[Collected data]
- - - - - - -
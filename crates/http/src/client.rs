use crate::{HttpError, Result};
use depwarden_protocol::{Credentials, Settings};
use reqwest::{Client, Method, RequestBuilder};
use serde::Serialize;
use std::time::Duration;

const DEFAULT_POST_TIMEOUT: Duration = Duration::from_secs(60);
const RETRY_BACKOFF: Duration = Duration::from_millis(200);

#[derive(Debug, Clone)]
pub struct HttpConfig {
    /// Re-sends after the first attempt.
    pub retries: u32,
    pub head_timeout: Duration,
    pub get_timeout: Duration,
    pub post_timeout: Duration,
    pub retry_backoff: Duration,
}

impl Default for HttpConfig {
    fn default() -> Self {
        Self::from_settings(&Settings::default())
    }
}

impl HttpConfig {
    pub fn from_settings(settings: &Settings) -> Self {
        Self {
            retries: settings.retries,
            head_timeout: settings.head_timeout(),
            get_timeout: settings.get_timeout(),
            post_timeout: DEFAULT_POST_TIMEOUT,
            retry_backoff: RETRY_BACKOFF,
        }
    }
}

/// A fully buffered response.
#[derive(Debug, Clone)]
pub struct HttpResponse {
    pub status: u16,
    pub body: Vec<u8>,
}

impl HttpResponse {
    pub fn is_success(&self) -> bool {
        (200..300).contains(&self.status)
    }

    pub fn text(&self) -> String {
        String::from_utf8_lossy(&self.body).into_owned()
    }

    pub fn json<T: serde::de::DeserializeOwned>(&self) -> Result<T> {
        Ok(serde_json::from_slice(&self.body)?)
    }
}

/// Shared client for every remote call. Cloning is cheap and the client is
/// safe to use from many tasks at once.
///
/// Network errors and 5xx answers are retried; 4xx answers are returned to
/// the caller as-is.
#[derive(Debug, Clone)]
pub struct HttpClient {
    inner: Client,
    credentials: Credentials,
    config: HttpConfig,
}

impl HttpClient {
    pub fn new(credentials: Credentials, config: HttpConfig) -> Result<Self> {
        let inner = Client::builder()
            .user_agent(concat!("depwarden/", env!("CARGO_PKG_VERSION")))
            .build()
            .map_err(|err| HttpError::Client(err.to_string()))?;
        Ok(Self {
            inner,
            credentials,
            config,
        })
    }

    pub fn config(&self) -> &HttpConfig {
        &self.config
    }

    pub async fn head(&self, url: &str) -> Result<HttpResponse> {
        self.send(Method::HEAD, url, None, self.config.head_timeout).await
    }

    pub async fn get(&self, url: &str) -> Result<HttpResponse> {
        self.send(Method::GET, url, None, self.config.get_timeout).await
    }

    pub async fn post_json<T: Serialize>(&self, url: &str, body: &T) -> Result<HttpResponse> {
        let payload = serde_json::to_vec(body)?;
        self.send(Method::POST, url, Some(payload), self.config.post_timeout)
            .await
    }

    fn request(
        &self,
        method: Method,
        url: &str,
        body: Option<&[u8]>,
        timeout: Duration,
    ) -> RequestBuilder {
        let mut builder = self.inner.request(method, url).timeout(timeout);
        builder = match &self.credentials {
            Credentials::Anonymous => builder,
            Credentials::Basic { user, password } => builder.basic_auth(user, Some(password)),
            Credentials::Bearer(token) => builder.bearer_auth(token),
        };
        if let Some(body) = body {
            builder = builder
                .header(reqwest::header::CONTENT_TYPE, "application/json")
                .body(body.to_vec());
        }
        builder
    }

    async fn send(
        &self,
        method: Method,
        url: &str,
        body: Option<Vec<u8>>,
        timeout: Duration,
    ) -> Result<HttpResponse> {
        let attempts = self.config.retries.saturating_add(1);
        let method_name = method_name(&method);
        let mut last_status = None;
        let mut last_reason = String::new();

        for attempt in 1..=attempts {
            let request = self.request(method.clone(), url, body.as_deref(), timeout);
            match request.send().await {
                Ok(response) => {
                    let status = response.status().as_u16();
                    if response.status().is_server_error() {
                        last_status = Some(status);
                        last_reason = format!("server answered {status}");
                    } else {
                        let body = response.bytes().await.map_err(|err| HttpError::Transient {
                            method: method_name,
                            url: url.to_string(),
                            attempts: attempt,
                            status: Some(status),
                            reason: format!("reading body: {err}"),
                        })?;
                        return Ok(HttpResponse {
                            status,
                            body: body.to_vec(),
                        });
                    }
                }
                Err(err) => {
                    last_status = err.status().map(|s| s.as_u16());
                    last_reason = err.to_string();
                }
            }

            if attempt < attempts {
                log::debug!("{method_name} {url} attempt {attempt}/{attempts} failed: {last_reason}");
                tokio::time::sleep(self.config.retry_backoff * attempt).await;
            }
        }

        Err(HttpError::Transient {
            method: method_name,
            url: url.to_string(),
            attempts,
            status: last_status,
            reason: last_reason,
        })
    }
}

fn method_name(method: &Method) -> &'static str {
    match *method {
        Method::HEAD => "HEAD",
        Method::GET => "GET",
        Method::POST => "POST",
        Method::PUT => "PUT",
        Method::DELETE => "DELETE",
        _ => "REQUEST",
    }
}

#[cfg(test)]
mod tests {
    use super::*;
    use axum::http::{HeaderMap, StatusCode};
    use axum::routing::get;
    use axum::Router;
    use std::sync::atomic::{AtomicU32, Ordering};
    use std::sync::Arc;

    async fn serve(app: Router) -> String {
        let listener = tokio::net::TcpListener::bind("127.0.0.1:0")
            .await
            .expect("bind");
        let addr = listener.local_addr().expect("addr");
        tokio::spawn(async move {
            axum::serve(listener, app).await.expect("serve");
        });
        format!("http://{addr}")
    }

    fn fast_config(retries: u32) -> HttpConfig {
        HttpConfig {
            retries,
            retry_backoff: Duration::from_millis(1),
            ..HttpConfig::default()
        }
    }

    #[tokio::test]
    async fn retries_server_errors_until_success() {
        let hits = Arc::new(AtomicU32::new(0));
        let counter = Arc::clone(&hits);
        let app = Router::new().route(
            "/flaky",
            get(move || {
                let counter = Arc::clone(&counter);
                async move {
                    if counter.fetch_add(1, Ordering::SeqCst) < 2 {
                        (StatusCode::BAD_GATEWAY, "later")
                    } else {
                        (StatusCode::OK, "ok")
                    }
                }
            }),
        );
        let base = serve(app).await;

        let client = HttpClient::new(Credentials::Anonymous, fast_config(3)).expect("client");
        let response = client.get(&format!("{base}/flaky")).await.expect("get");
        assert_eq!(response.status, 200);
        assert_eq!(response.text(), "ok");
        assert_eq!(hits.load(Ordering::SeqCst), 3);
    }

    #[tokio::test]
    async fn persistent_server_error_is_transient() {
        let app = Router::new().route("/down", get(|| async { StatusCode::SERVICE_UNAVAILABLE }));
        let base = serve(app).await;

        let client = HttpClient::new(Credentials::Anonymous, fast_config(2)).expect("client");
        let err = client
            .head(&format!("{base}/down"))
            .await
            .expect_err("must fail");
        assert_eq!(err.status(), Some(503));
        assert!(err.to_string().contains("after 3 attempts"));
    }

    #[tokio::test]
    async fn zero_retries_sends_once() {
        let hits = Arc::new(AtomicU32::new(0));
        let counter = Arc::clone(&hits);
        let app = Router::new().route(
            "/down",
            get(move || {
                let counter = Arc::clone(&counter);
                async move {
                    counter.fetch_add(1, Ordering::SeqCst);
                    StatusCode::BAD_GATEWAY
                }
            }),
        );
        let base = serve(app).await;

        let client = HttpClient::new(Credentials::Anonymous, fast_config(0)).expect("client");
        let err = client.get(&format!("{base}/down")).await.expect_err("must fail");
        assert!(err.to_string().contains("after 1 attempts"));
        assert_eq!(hits.load(Ordering::SeqCst), 1);
    }

    #[tokio::test]
    async fn client_errors_are_not_retried() {
        let hits = Arc::new(AtomicU32::new(0));
        let counter = Arc::clone(&hits);
        let app = Router::new().route(
            "/missing",
            get(move || {
                let counter = Arc::clone(&counter);
                async move {
                    counter.fetch_add(1, Ordering::SeqCst);
                    StatusCode::NOT_FOUND
                }
            }),
        );
        let base = serve(app).await;

        let client = HttpClient::new(Credentials::Anonymous, fast_config(3)).expect("client");
        let response = client.get(&format!("{base}/missing")).await.expect("get");
        assert_eq!(response.status, 404);
        assert_eq!(hits.load(Ordering::SeqCst), 1);
    }

    #[tokio::test]
    async fn bearer_token_is_sent() {
        let app = Router::new().route(
            "/whoami",
            get(|headers: HeaderMap| async move {
                headers
                    .get("authorization")
                    .and_then(|v| v.to_str().ok())
                    .unwrap_or("none")
                    .to_string()
            }),
        );
        let base = serve(app).await;

        let client =
            HttpClient::new(Credentials::Bearer("secret".into()), fast_config(1)).expect("client");
        let response = client.get(&format!("{base}/whoami")).await.expect("get");
        assert_eq!(response.text(), "Bearer secret");
    }
}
- - - - - - -
Take the lines from the top of the data through the one that contains "let inner = Client::builder()" and copy them exactly, leaving out every line after it.

Response
filename crates/http/src/client.rs
use crate::{HttpError, Result};
use depwarden_protocol::{Credentials, Settings};
use reqwest::{Client, Method, RequestBuilder};
use serde::Serialize;
use std::time::Duration;

const DEFAULT_POST_TIMEOUT: Duration = Duration::from_secs(60);
const RETRY_BACKOFF: Duration = Duration::from_millis(200);

#[derive(Debug, Clone)]
pub struct HttpConfig {
    /// Re-sends after the first attempt.
    pub retries: u32,
    pub head_timeout: Duration,
    pub get_timeout: Duration,
    pub post_timeout: Duration,
    pub retry_backoff: Duration,
}

impl Default for HttpConfig {
    fn default() -> Self {
        Self::from_settings(&Settings::default())
    }
}

impl HttpConfig {
    pub fn from_settings(settings: &Settings) -> Self {
        Self {
            retries: settings.retries,
            head_timeout: settings.head_timeout(),
            get_timeout: settings.get_timeout(),
            post_timeout: DEFAULT_POST_TIMEOUT,
            retry_backoff: RETRY_BACKOFF,
        }
    }
}

/// A fully buffered response.
#[derive(Debug, Clone)]
pub struct HttpResponse {
    pub status: u16,
    pub body: Vec<u8>,
}

impl HttpResponse {
    pub fn is_success(&self) -> bool {
        (200..300).contains(&self.status)
    }

    pub fn text(&self) -> String {
        String::from_utf8_lossy(&self.body).into_owned()
    }

    pub fn json<T: serde::de::DeserializeOwned>(&self) -> Result<T> {
        Ok(serde_json::from_slice(&self.body)?)
    }
}

/// Shared client for every remote call. Cloning is cheap and the client is
/// safe to use from many tasks at once.
///
/// Network errors and 5xx answers are retried; 4xx answers are returned to
/// the caller as-is.
#[derive(Debug, Clone)]
pub struct HttpClient {
    inner: Client,
    credentials: Credentials,
    config: HttpConfig,
}

impl HttpClient {
    pub fn new(credentials: Credentials, config: HttpConfig) -> Result<Self> {
        let inner = Client::builder()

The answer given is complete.